### LISTED ENTRIES
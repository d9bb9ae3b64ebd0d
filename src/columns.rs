//! Per-folder column state published to subscribers.
//!
//! Each column owns two `watch` channels: one carrying the visible thread
//! list, one carrying loading/sync status and per-account counts. Threads are
//! only republished when `ColumnStore::set_threads` detects a change that a
//! subscriber could see.

use std::collections::{BTreeMap, HashSet};

use indexmap::IndexMap;
use tokio::sync::watch;

use crate::constants::INBOX;
use crate::mail::types::FolderMeta;
use crate::mailbox::projection::Thread;

#[derive(Debug, Clone, Default, PartialEq)]
pub struct ColumnSnapshot {
    pub folder: String,
    /// Threads newest first, hidden ones excluded
    pub threads: Vec<Thread>,
    pub unread_threads: usize,
}

#[derive(Debug, Clone, Default, PartialEq, Eq)]
pub struct ColumnStatus {
    /// Account -> message count in this folder, for folders that exist
    pub counts: BTreeMap<String, u32>,
    pub loading: bool,
    pub syncing: bool,
}

#[derive(Debug)]
pub struct ColumnStore {
    folder: String,
    /// `None` until the first projection lands
    threads: Option<Vec<Thread>>,
    hidden: HashSet<String>,
    load_count: usize,
    sync_count: usize,
    status: ColumnStatus,
    threads_tx: watch::Sender<ColumnSnapshot>,
    status_tx: watch::Sender<ColumnStatus>,
}

impl ColumnStore {
    pub fn new(folder: impl Into<String>) -> Self {
        let folder = folder.into();
        let (threads_tx, _) = watch::channel(ColumnSnapshot {
            folder: folder.clone(),
            ..Default::default()
        });
        let (status_tx, _) = watch::channel(ColumnStatus::default());

        Self {
            folder,
            threads: None,
            hidden: HashSet::new(),
            load_count: 0,
            sync_count: 0,
            status: ColumnStatus::default(),
            threads_tx,
            status_tx,
        }
    }

    pub fn folder(&self) -> &str {
        &self.folder
    }

    pub fn subscribe(&self) -> watch::Receiver<ColumnSnapshot> {
        self.threads_tx.subscribe()
    }

    pub fn subscribe_status(&self) -> watch::Receiver<ColumnStatus> {
        self.status_tx.subscribe()
    }

    /// Replace the thread list if it differs from the current one in a way
    /// subscribers can see, or if `force` is set. Returns whether subscribers
    /// were notified.
    pub fn set_threads(&mut self, threads: Vec<Thread>, force: bool) -> bool {
        let changed = force
            || match &self.threads {
                None => true,
                Some(previous) => threads_differ(previous, &threads),
            };

        if !changed {
            tracing::debug!("Skipping update for {} as no changes detected", self.folder);
            return false;
        }

        self.threads = Some(threads);
        self.publish();
        true
    }

    pub fn threads(&self) -> &[Thread] {
        self.threads.as_deref().unwrap_or_default()
    }

    pub fn is_hidden(&self, hash: &str) -> bool {
        self.hidden.contains(hash)
    }

    pub fn hide_thread(&mut self, hash: &str) {
        if self.hidden.insert(hash.to_string()) {
            self.publish();
        }
    }

    pub fn show_thread(&mut self, hash: &str) {
        if self.hidden.remove(hash) {
            self.publish();
        }
    }

    pub fn set_account_meta(&mut self, account: &str, meta: FolderMeta) {
        if !meta.exists {
            return;
        }
        let previous = self.status.counts.insert(account.to_string(), meta.count);
        if previous != Some(meta.count) {
            self.publish_status();
        }
    }

    /// Nested: the column is loading while any caller still is.
    pub fn set_loading(&mut self, loading: bool) {
        self.load_count = adjust(self.load_count, loading);
        let loading = self.load_count > 0;
        if self.status.loading != loading {
            self.status.loading = loading;
            self.publish_status();
        }
    }

    /// Nested like `set_loading`.
    pub fn set_syncing(&mut self, syncing: bool) {
        self.sync_count = adjust(self.sync_count, syncing);
        let syncing = self.sync_count > 0;
        if self.status.syncing != syncing {
            self.status.syncing = syncing;
            self.publish_status();
        }
    }

    pub fn status(&self) -> &ColumnStatus {
        &self.status
    }

    pub fn snapshot(&self) -> ColumnSnapshot {
        let threads: Vec<Thread> = self
            .threads()
            .iter()
            .filter(|thread| !self.hidden.contains(&thread.hash))
            .cloned()
            .collect();
        let unread_threads = threads.iter().filter(|thread| thread.unread).count();

        ColumnSnapshot {
            folder: self.folder.clone(),
            threads,
            unread_threads,
        }
    }

    fn publish(&self) {
        let snapshot = self.snapshot();
        if self.folder == INBOX {
            tracing::debug!("Inbox has {} unread threads", snapshot.unread_threads);
        }
        self.threads_tx.send_replace(snapshot);
    }

    fn publish_status(&self) {
        self.status_tx.send_replace(self.status.clone());
    }
}

fn adjust(count: usize, up: bool) -> usize {
    if up {
        count + 1
    } else {
        count.saturating_sub(1)
    }
}

/// Positional comparison of what a column shows for each thread.
fn threads_differ(previous: &[Thread], next: &[Thread]) -> bool {
    if previous.is_empty() || previous.len() != next.len() {
        return true;
    }

    previous.iter().zip(next).any(|(old, new)| {
        old.hash != new.hash
            || old.newest().account_message_id != new.newest().account_message_id
            || old.archived != new.archived
            || old.unread != new.unread
            || old.starred != new.starred
            || old.deleted != new.deleted
    })
}

/// Every column, in creation order.
#[derive(Debug, Default)]
pub struct Columns {
    stores: IndexMap<String, ColumnStore>,
}

impl Columns {
    pub fn new() -> Self {
        Self::default()
    }

    pub fn with_folders<I, S>(folders: I) -> Self
    where
        I: IntoIterator<Item = S>,
        S: AsRef<str>,
    {
        let mut columns = Self::new();
        for folder in folders {
            columns.ensure(folder.as_ref());
        }
        columns
    }

    /// The column for `folder`, created on first use.
    pub fn ensure(&mut self, folder: &str) -> &mut ColumnStore {
        if !self.stores.contains_key(folder) {
            tracing::debug!("Creating new column store: {}", folder);
        }
        self.stores
            .entry(folder.to_string())
            .or_insert_with(|| ColumnStore::new(folder))
    }

    pub fn get(&self, folder: &str) -> Option<&ColumnStore> {
        self.stores.get(folder)
    }

    pub fn subscribe(&mut self, folder: &str) -> watch::Receiver<ColumnSnapshot> {
        self.ensure(folder).subscribe()
    }

    pub fn subscribe_status(&mut self, folder: &str) -> watch::Receiver<ColumnStatus> {
        self.ensure(folder).subscribe_status()
    }

    pub fn folder_names(&self) -> Vec<String> {
        self.stores.keys().cloned().collect()
    }

    pub fn hide_thread(&mut self, folder: &str, hash: &str) {
        self.ensure(folder).hide_thread(hash);
    }

    pub fn show_thread(&mut self, folder: &str, hash: &str) {
        self.ensure(folder).show_thread(hash);
    }

    pub fn set_threads(&mut self, folder: &str, threads: Vec<Thread>, force: bool) -> bool {
        self.ensure(folder).set_threads(threads, force)
    }

    pub fn set_account_meta(&mut self, folder: &str, account: &str, meta: FolderMeta) {
        self.ensure(folder).set_account_meta(account, meta);
    }

    pub fn set_loading(&mut self, folder: &str, loading: bool) {
        self.ensure(folder).set_loading(loading);
    }

    pub fn set_syncing(&mut self, folder: &str, syncing: bool) {
        self.ensure(folder).set_syncing(syncing);
    }

    pub fn snapshot(&self, folder: &str) -> Option<ColumnSnapshot> {
        self.stores.get(folder).map(ColumnStore::snapshot)
    }
}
######
REQUIRED WORK: Only lines with the word "crate" go in the answer. Take them all from the entries above.

OUTPUT FOR THIS EXERCISE:
use crate::constants::INBOX;
use crate::mail::types::FolderMeta;
use crate::mailbox::projection::Thread;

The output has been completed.